Friday, June 6, 2008

Ikebana, Ceramics & Swordsmanship

I recently completed a short 5 session class in the Sogetsu style of Ikebana (Japanese flower arrangement) at the Irvine Fine Arts Center conducted by Takeichi Haruko Sensei. This picture was taken in class (2nd week) after we completed the arrangement, but before the Sensei came around (with her clippers in hand!).

I enjoyed the class tremendously. The 5 weeks went by so quickly. The ceramic vase I made fitted the style of the arrangement so I used it. It's a high fire Kazegama style firing (ash firing), invented by Steve Davis of Aardvark. The vase is about 12" high, made out of paperclay, flashing slip was applied to the surface of the piece in the greenware stage. The texture you see is actually left over dried paperclay that is "glued" to the vase with paperclay slip. The texture and colors came out beautifully in this piece.

One thing that struck me were the quotes Takeichi Sensei shared with us. Even though it came from the Ikebana perspective, with my training in Japanese swordsmanship I now better understand  what my sword Sensei (Katsuse Sensei) was trying to tell me. My two favorite quotes from Takeichi Sensei:

1. When a man cuts the pine tree, it is no longer a pine tree. It has become the man.

2. Even if you are a beginner in Ikebana, and you have a small vase, make your arrangement big. Do not let the size of the vase limit you.

Hearing those words for the first time I smiled inside and I thank Katsuse Sensei, "Now, I'm beginning to understand a little bit."

It is incredible the feeling you get when you view these flowers and arrangement in your home. The spirit from these humble flowers that so many of us take for granted fills one's heart and definitely fills the room.

Sunday, June 1, 2008

Addition to my website, My Blog Space

This is the first time I'm using a blog environment to supplement my website, so please bear with me.

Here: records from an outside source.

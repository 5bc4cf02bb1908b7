//! Attachments: media, links, tables, galleries and drawings embedded in a note.
//!
//! An attachment container holds its `info.json`, an optional payload file
//! named by `mediaFilename`, and nested attachments for composite kinds
//! (a gallery's images, a table's cell attachments).

use crate::core::content::Content;
use crate::core::error::{ArchiveError, Result};
use crate::core::package::{
    unique_identifiers, PackageChild, PackageDirectory, PackageEntry, PackageNode,
    METADATA_FILENAME,
};
use crate::core::timestamp::{iso8601, SanitizedTimestamp};
use crate::core::type_identifier::{TypeIdentifier, COMPOSITE_CONTENT};
use chrono::{DateTime, Utc};
use serde::{Deserialize, Serialize};
use std::fs;
use std::path::Path;
use uuid::Uuid;

pub const ATTACHMENT_CONTENT_TYPE: &str = "com.apple.notes.attachment";

/// Well-known values of [`AttachmentMetadata::attachment_type_identifier`].
pub mod attachment_types {
    pub const TABLE: &str = "com.apple.notes.table";
    pub const GALLERY: &str = "com.apple.notes.gallery";
    pub const SKETCH: &str = "com.apple.notes.sketch";
    pub const DRAWING: &str = "com.apple.drawing.2";
    pub const URL: &str = "public.url";

    /// Kinds that are assembled from sub-attachments.
    pub const COMPOSITE: &[&str] = &[TABLE, GALLERY, SKETCH, DRAWING];
}

/// A point, stored as `[x, y]`.
#[derive(Debug, Clone, Copy, Default, PartialEq, Serialize, Deserialize)]
#[serde(from = "[f64; 2]", into = "[f64; 2]")]
pub struct Point {
    pub x: f64,
    pub y: f64,
}

impl From<[f64; 2]> for Point {
    fn from([x, y]: [f64; 2]) -> Self {
        Self { x, y }
    }
}

impl From<Point> for [f64; 2] {
    fn from(point: Point) -> Self {
        [point.x, point.y]
    }
}

/// A size, stored as `[width, height]`.
#[derive(Debug, Clone, Copy, Default, PartialEq, Serialize, Deserialize)]
#[serde(from = "[f64; 2]", into = "[f64; 2]")]
pub struct Size {
    pub width: f64,
    pub height: f64,
}

impl From<[f64; 2]> for Size {
    fn from([width, height]: [f64; 2]) -> Self {
        Self { width, height }
    }
}

impl From<Size> for [f64; 2] {
    fn from(size: Size) -> Self {
        [size.width, size.height]
    }
}

/// A rectangle, stored as `[[x, y], [width, height]]`.
#[derive(Debug, Clone, Copy, Default, PartialEq, Serialize, Deserialize)]
#[serde(from = "(Point, Size)", into = "(Point, Size)")]
pub struct Rect {
    pub origin: Point,
    pub size: Size,
}

impl From<(Point, Size)> for Rect {
    fn from((origin, size): (Point, Size)) -> Self {
        Self { origin, size }
    }
}

impl From<Rect> for (Point, Size) {
    fn from(rect: Rect) -> Self {
        (rect.origin, rect.size)
    }
}

/// Perspective-correction corners for a scanned document.
#[derive(Debug, Clone, Copy, PartialEq, Serialize, Deserialize)]
#[serde(rename_all = "camelCase")]
pub struct Cropping {
    pub bottom_right: Point,
    pub top_right: Point,
    pub top_left: Point,
    pub bottom_left: Point,
}

#[derive(Debug, Clone, Copy, PartialEq, Eq, Serialize, Deserialize)]
#[serde(rename_all = "SCREAMING_SNAKE_CASE")]
pub enum Orientation {
    Down,
    Left,
    Right,
}

#[derive(Debug, Clone, Copy, PartialEq, Eq, Serialize, Deserialize)]
#[serde(rename_all = "SCREAMING_SNAKE_CASE")]
pub enum ImageFilter {
    Color,
    Grayscale,
    BlackAndWhite,
    Whiteboard,
}

/// The `info.json` record of an attachment.
#[derive(Debug, Clone, PartialEq, Serialize, Deserialize)]
#[serde(rename_all = "camelCase")]
pub struct AttachmentMetadata {
    #[serde(default = "Attachment::content_type")]
    type_identifier: TypeIdentifier,
    pub identifier: Uuid,
    pub attachment_type_identifier: TypeIdentifier,
    #[serde(default, skip_serializing_if = "Option::is_none")]
    media_filename: Option<String>,
    #[serde(with = "iso8601")]
    pub created_at: DateTime<Utc>,
    pub modified_at: SanitizedTimestamp,
    #[serde(default, skip_serializing_if = "Option::is_none")]
    pub title: Option<String>,
    #[serde(default, skip_serializing_if = "Option::is_none")]
    pub bounds: Option<Rect>,
    #[serde(default, skip_serializing_if = "Option::is_none")]
    pub cropping: Option<Cropping>,
    #[serde(default, skip_serializing_if = "Option::is_none")]
    pub orientation: Option<Orientation>,
    #[serde(default, skip_serializing_if = "Option::is_none")]
    pub image_filter: Option<ImageFilter>,
    #[serde(default, skip_serializing_if = "Option::is_none")]
    pub url: Option<String>,
    /// Cell contents, row by row, when the attachment is a table.
    #[serde(default, skip_serializing_if = "Option::is_none")]
    pub rows: Option<Vec<Vec<Content>>>,
    #[serde(default, skip_serializing_if = "Option::is_none")]
    pub is_right_to_left: Option<bool>,
    #[serde(default, skip_serializing_if = "Option::is_none")]
    pub subattachment_identifiers: Option<Vec<Uuid>>,
}

impl AttachmentMetadata {
    /// Metadata for a new attachment of the given kind, created now.
    pub fn new(attachment_type_identifier: TypeIdentifier) -> Self {
        let now = Utc::now();
        Self {
            type_identifier: Attachment::content_type(),
            identifier: Uuid::new_v4(),
            attachment_type_identifier,
            media_filename: None,
            created_at: now,
            modified_at: SanitizedTimestamp::new(now),
            title: None,
            bounds: None,
            cropping: None,
            orientation: None,
            image_filter: None,
            url: None,
            rows: None,
            is_right_to_left: None,
            subattachment_identifiers: None,
        }
    }

    #[must_use]
    pub fn type_identifier(&self) -> &TypeIdentifier {
        &self.type_identifier
    }

    /// Name of the payload file, kept in step with [`Attachment::contents`].
    #[must_use]
    pub fn media_filename(&self) -> Option<&str> {
        self.media_filename.as_deref()
    }
}

/// The media bytes of an attachment and the filename they are stored under.
#[derive(Debug, Clone, PartialEq, Eq)]
pub struct AttachmentContents {
    pub filename: String,
    pub data: Vec<u8>,
}

/// An attachment and any attachments nested inside it.
#[derive(Debug, Clone, PartialEq)]
pub struct Attachment {
    pub metadata: AttachmentMetadata,
    pub subattachments: Vec<Attachment>,
    contents: Option<AttachmentContents>,
}

impl Attachment {
    /// An attachment with no payload. Any `media_filename` in `metadata` is
    /// cleared; use [`set_contents`](Self::set_contents) to add one.
    pub fn new(metadata: AttachmentMetadata, subattachments: Vec<Attachment>) -> Self {
        let mut attachment = Self {
            metadata,
            subattachments,
            contents: None,
        };
        attachment.metadata.media_filename = None;
        attachment
    }

    /// A web link attachment.
    pub fn link(url: Option<String>, title: Option<String>) -> Self {
        let mut metadata = AttachmentMetadata::new(TypeIdentifier::content(attachment_types::URL));
        metadata.url = url;
        metadata.title = title;
        Self::new(metadata, Vec::new())
    }

    #[must_use]
    pub fn contents(&self) -> Option<&AttachmentContents> {
        self.contents.as_ref()
    }

    /// Uses `data` as the payload, stored as `filename`.
    pub fn set_contents(&mut self, data: Vec<u8>, filename: impl Into<String>) {
        let filename = filename.into();
        self.metadata.media_filename = Some(filename.clone());
        self.contents = Some(AttachmentContents { filename, data });
    }

    /// Reads the payload from the regular file at `path`, keeping its filename.
    ///
    /// # Errors
    ///
    /// Returns [`ArchiveError::SourceRead`] if `path` cannot be read, is not a
    /// regular file, or has no filename.
    pub fn set_contents_from_path(&mut self, path: &Path) -> Result<()> {
        let source_error = |reason: String| ArchiveError::SourceRead {
            path: path.to_path_buf(),
            reason,
        };
        let metadata = fs::metadata(path).map_err(|e| source_error(e.to_string()))?;
        if !metadata.is_file() {
            return Err(source_error("not a regular file".to_string()));
        }
        let filename = path
            .file_name()
            .and_then(|name| name.to_str())
            .ok_or_else(|| source_error("has no usable file name".to_string()))?
            .to_string();
        let data = fs::read(path).map_err(|e| source_error(e.to_string()))?;
        self.set_contents(data, filename);
        Ok(())
    }

    pub fn clear_contents(&mut self) {
        self.metadata.media_filename = None;
        self.contents = None;
    }

    /// `true` for tables, galleries, sketches and drawings.
    #[must_use]
    pub fn is_composite(&self) -> bool {
        attachment_types::COMPOSITE.contains(&self.metadata.attachment_type_identifier.identifier())
    }

    /// Recomputes derived metadata throughout this subtree.
    pub fn refresh_identifiers(&mut self) {
        for subattachment in &mut self.subattachments {
            subattachment.refresh_identifiers();
        }
        self.metadata.media_filename = self.contents.as_ref().map(|c| c.filename.clone());
        self.metadata.subattachment_identifiers = Some(
            self.subattachments
                .iter()
                .map(|a| a.metadata.identifier)
                .collect(),
        );
    }

    fn derived_metadata(&self) -> Result<AttachmentMetadata> {
        let mut metadata = self.metadata.clone();
        metadata.media_filename = self.contents.as_ref().map(|c| c.filename.clone());
        metadata.subattachment_identifiers = Some(unique_identifiers(
            "subattachment",
            self.subattachments.iter().map(|a| a.metadata.identifier),
        )?);
        Ok(metadata)
    }

    fn check_payload_name(filename: &str) -> Result<()> {
        let suffix = format!(".{}", Self::PATH_EXTENSION);
        if filename == METADATA_FILENAME || filename.ends_with(&suffix) {
            return Err(ArchiveError::InvalidPackage(format!(
                "`{filename}` cannot be used as a media filename"
            )));
        }
        Ok(())
    }
}

impl PackageNode for Attachment {
    type Metadata = AttachmentMetadata;

    fn content_type() -> TypeIdentifier {
        TypeIdentifier::imported(ATTACHMENT_CONTENT_TYPE, COMPOSITE_CONTENT)
    }

    fn metadata(&self) -> &AttachmentMetadata {
        &self.metadata
    }

    fn encode(&self) -> Result<PackageDirectory> {
        let metadata = self.derived_metadata()?;
        let mut dir = PackageDirectory::with_metadata(&metadata)?;
        if let Some(contents) = &self.contents {
            Self::check_payload_name(&contents.filename)?;
            dir.insert(
                contents.filename.clone(),
                PackageEntry::File(contents.data.clone()),
            )?;
        }
        dir.encode_children(&self.subattachments)?;
        Ok(dir)
    }

    fn decode(container: &PackageDirectory) -> Result<Self> {
        let metadata: AttachmentMetadata = container.metadata()?;
        let subattachments = container.decode_children()?;
        let contents = match metadata.media_filename.as_deref() {
            None => None,
            Some(filename) => {
                Self::check_payload_name(filename)?;
                match container.get(filename) {
                    Some(PackageEntry::File(data)) => Some(AttachmentContents {
                        filename: filename.to_string(),
                        data: data.clone(),
                    }),
                    Some(PackageEntry::Directory(_)) => {
                        return Err(ArchiveError::InvalidPackage(format!(
                            "media file `{filename}` is a directory"
                        )))
                    }
                    None => {
                        return Err(ArchiveError::InvalidPackage(format!(
                            "media file `{filename}` is missing"
                        )))
                    }
                }
            }
        };
        Ok(Self {
            metadata,
            subattachments,
            contents,
        })
    }
}

impl PackageChild for Attachment {
    const PATH_EXTENSION: &'static str = "attachment";
    const TYPE_NAME: &'static str = "Attachment";

    fn preferred_name(&self) -> Option<&str> {
        self.contents
            .as_ref()
            .map(|c| c.filename.as_str())
            .or(self.metadata.title.as_deref())
    }
}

The purpose of this blog is to encourage dialog and interaction between the viewer and myself, the artist. I invite your comments, questions, inquiries on all things related to my paperclay ceramic sculpture, including materials, glazes (or sometimes the lack of it!), techniques that are unique to paperclay, ie a forum for an exchange of ideas.

You are welcome to comment or email about my work.

A very big thank you to all who have encouraged me to pursue my passion.

Anthony Foo

Ceramic sculptor Anthony Foo wins award at 23rd Annual “Made in California” exhibit.

May 31st, 2008.

The City of Brea Art Gallery's 23rd Annual "Made in California" Juried Exhibition awarded ceramic sculptor Anthony Foo a cash prize for this "Earthship 1" and "Within Us" sculptures.

I'm thrilled to have my pieces recognized with their different stories: "Earthship 1" explores how life came to be on Earth, while "Within Us" portrays a rough exterior protecting the soft interior within us. It is fulfilling for me to see the patrons connecting with the sculptures."

Many of the artists and patrons did not know what "paperclay" was, so for me it was part educating and promoting my medium of choice. Many of them were totally fascinated by the heavily textured pod with white crystals popping out randomly in the "Within Us" sculpture. One viewer thought I had painstakingly put each and every one in! Each pod was hand formed (pinch form). Since the form stands on essentially a point, I had to make a scaffolding (out of paperclay) to keep the pods in place during bisque and high fire. My intent was to see partially through the two outer pods into the center white pod. The tear is deliberate. 

I decided to use a metal base (a solid block of aluminum, textured with a pein hammer) to give contrast to the naturalness of the clay. As an added benefit, the whole assembly will rotate around the axis of the support rod so I can change the perspective of the piece (when I feel like it).

The "shell" of "Earthship 1" was originally made out of the heavy grogged clay, aptly called "Grogzilla", but I found out it did not have the green strength to keep its shape. I wanted a heavy texture for the outside of the pod. Paperclay saved the day; I made the shape, allowed it to dry and then added wet paperclay onto the dry paperclay shell  - wet to dry joins - to create the roughness. The brown pods were of Black Mountain sculpture clay, each one made and set aside till past leather hard and then joined to the inside of the shell with more wet paperclay. The white tentacles of Southern Ice porcelain paperclay (natural color of the clay) were formed uniquely for each pod. It is a high fire - Cone 10 - piece. The tentacles were later attached following a numbering system I set up for each pod.

I enjoy using the different clay bodies the way they are, exploiting their natural colors and textures to create the feel and mood of the piece.